Ahora bien, como dice el filósofo francés Claude Lefort, "la democracia se caracteriza esencialmente por la fecundidad del conflicto. Es ese régimen único que, a contrapelo de la lógica unitaria propia a todas las otras formas de sociedad, asume la división. La instalación de una escena política sobre la cual se produce la competición por el poder vale, en efecto, como la legitimación del conflicto social [?] La democracia, paradójicamente, hace aparecer la división como constitutiva de la unidad misma de la sociedad". En otros términos: "ella muestra el fracaso de la imagen de una sociedad orgánicamente unida".

La democracia es una apuesta fuerte. Se confía que ese pluralismo -que parece caótico pero que tiene sus "reglas de juego"- pueda generar una vida más humana, más digna de ser vivida, más tolerante.

En las antípodas de esta forma democrática de pensar están los fanáticos nazi fascistas del principio de "identidad" y de la "comunidad", caracterizados, con maestría, por el profesor Olivier Jouanjan, (Universidades de Estrasburgo y Friburgo). Son los que detestan el principio llamado "de separación" o "de división" ( Trennungsdenken ), porque esa visión liberal establece diversos "muros": entre lo público y lo privado, la política y lo social, el derecho y la moral, el derecho y el hecho, el individuo y la comunidad, el pueblo y sus representante, y culmina finalmente -y a título ejemplar- en el principio liberal de la separación de los poderes (Ejecutivo, Legislativo y Judicial).

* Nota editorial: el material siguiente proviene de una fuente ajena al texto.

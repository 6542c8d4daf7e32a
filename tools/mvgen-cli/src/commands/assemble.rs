//! Composite and export the reconciled scenes.

use std::path::PathBuf;

use mvgen_common::AppConfig;
use mvgen_project_model::{OutputFormat, Quality};

use super::{open_pipeline, print_report, progress_printer};

pub async fn run(
    config: &AppConfig,
    script: PathBuf,
    output: Option<PathBuf>,
    format: Option<OutputFormat>,
    quality: Option<Quality>,
    allow_partial: bool,
) -> anyhow::Result<i32> {
    let mut pipeline = open_pipeline(config, &script, |options| {
        options.output_path = output;
        options.format = format;
        options.quality = quality;
        options.allow_partial |= allow_partial;
    })?;

    println!("Assembling: {}", pipeline.manifest().project_name);
    println!("  Output: {}", pipeline.output_path().display());

    match pipeline.compose(Some(progress_printer())).await {
        Ok(path) => println!("\nExport complete: {}", path.display()),
        Err(e) => println!("\nExport failed: {e}"),
    }

    let report = pipeline.report();
    print_report(&report);
    Ok(report.exit_code())
}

Como dice Jouanjan, los derechos fundamentales juegan en el corazón de estas "separaciones". Son salvaguardas de la capacidad de autodeterminación de los individuos y preservan, igualmente, la libertad de adhesión de las personas físicas a los organismos colectivos de la vida social, a las diversas "comunidades". La consecuencia lógica de esta idea liberal es la de construir jurídicamente los derechos fundamentales como "derechos subjetivos", tanto oponibles a otros individuos como al poder público.

No es extraño, entonces, que el "derecho subjetivo" sea un concepto enemigo para la ideología nazi, que exige la identificación moral de la persona a la "comunidad" y de ésta a su jefe. El individuo, para los totalitarios, se transforma en una suerte de "funcionario" de la comunidad, que no tiene, estrictamente, derechos, sino meras "competencias". Allí sí, seguramente, todos cantarán la misma canción. No habrá choques ni ruidos. No habrá disonancias ni divisiones. Pero claro, al precio que todos conocemos.

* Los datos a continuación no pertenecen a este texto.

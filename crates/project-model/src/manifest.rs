//! Scene manifest: the declarative description of a music video.
//!
//! A manifest is read from JSON or TOML (chosen by file extension) into a
//! [`ManifestDocument`], which mirrors the on-disk layout, and then converted
//! into a validated [`Manifest`]. Every field problem is reported as a
//! [`ValidationError`] naming the offending field path, e.g.
//! `scenes[2].duration`.

use std::collections::{BTreeMap, HashSet};
use std::fmt;
use std::path::{Path, PathBuf};
use std::str::FromStr;

use serde::{Deserialize, Serialize};

use crate::style::{OverlayPosition, TextStyle};

/// Frame rates above this are rejected.
pub const MAX_FRAME_RATE: f64 = 240.0;

/// Short side of the output frame when only an aspect ratio is given.
pub const DEFAULT_SHORT_SIDE: u32 = 1080;

/// Allowed relative mismatch between a resolution and its aspect ratio.
const ASPECT_TOLERANCE: f64 = 0.01;

// ---------------------------------------------------------------------------
// Validated model
// ---------------------------------------------------------------------------

/// A validated manifest.
#[derive(Debug, Clone, PartialEq)]
pub struct Manifest {
    /// Human-readable project name.
    pub project_name: String,

    /// Global output settings.
    pub output: OutputSettings,

    /// Music track laid under the whole timeline.
    pub audio: Option<AudioTrack>,

    /// Burned-in subtitles.
    pub subtitles: Option<SubtitleSettings>,

    /// User-defined styles, consulted before the presets.
    pub styles: BTreeMap<String, TextStyle>,

    /// Scenes in timeline order.
    pub scenes: Vec<Scene>,
}

/// Output geometry, timing and encoding.
#[derive(Debug, Clone, PartialEq)]
pub struct OutputSettings {
    pub aspect_ratio: AspectRatio,
    pub resolution: Resolution,
    pub frame_rate: f64,
    pub fit: FitPolicy,
    pub pad_color: String,
    pub format: OutputFormat,
    pub quality: Quality,
}

/// One timeline segment.
#[derive(Debug, Clone, PartialEq)]
pub struct Scene {
    pub id: String,
    pub source: SceneSource,
    pub duration_secs: f64,
    pub overlay: Option<Overlay>,
    /// Transition into the following scene.
    pub transition: Option<Transition>,
    pub reconcile: ReconcileOptions,
}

Lo que me preocupa es que en nuestra política vernácula se ha usado mucho (ahora, menos) el concepto de "comunidad organizada". Está emparentado con aquella visión antiliberal que comentamos y, sin ser excesivamente suspicaces, conduce a hacer hipótesis sobre parentescos ideológicos verdaderamente preocupantes. © LA NACION

El autor es secretario letrado de la Corte Suprema.

Tal vez habría que agregar al artículo que la democracia depende de "instituciones sólidas", porque sino el pueblo queda a merced de los poderosos y los ricos.
A veces el discurso organicista es una mala respuesta a nuestra anarco-democracia, el ideal de una democracia sin mediaciones: por eso el reclamo de unidad, porque sin instituciones, toda crítica al líder es simultáneamente una subversión (utilizo esta palabra con toda la carga simbólica que tiene: los "subversivos" de ayer son los "destituyentes" de hoy) del orden establecido; la realidad social pierde toda regularidad. Basta ver lo que sucede con el Indec y la manía controladora del poder sobre todos los elementos que constituyen la "subversión" social, elementos que resultan del uso del librepensamiento.
Hay algo en el argentino y en la argentina que le impide ver que existe una realidad más allá de las personas; todo cambio de figura en el poder implica la refundación de una nueva sociedad y un nuevo estado. También por eso esta pulsión destructiva que se vuelva sobre el pasado: ¡el Rey a muerto, muerte al Rey!
Tal vez esta tradición "inorgánica-hiperorgánica" habría nacido el 25 de Mayo de 1810, con la simulación y la máscara de Fernando; tal vez nunca pudimos suplantar el vacío de un Rey cautivo, un rey que se venera en su ausencia e ineficacia de poder. Y por eso el anhelo y contradicción permanente de volver a un pasado glorioso: al nefasto ayer, se le contrapone el glorioso ante-ayer.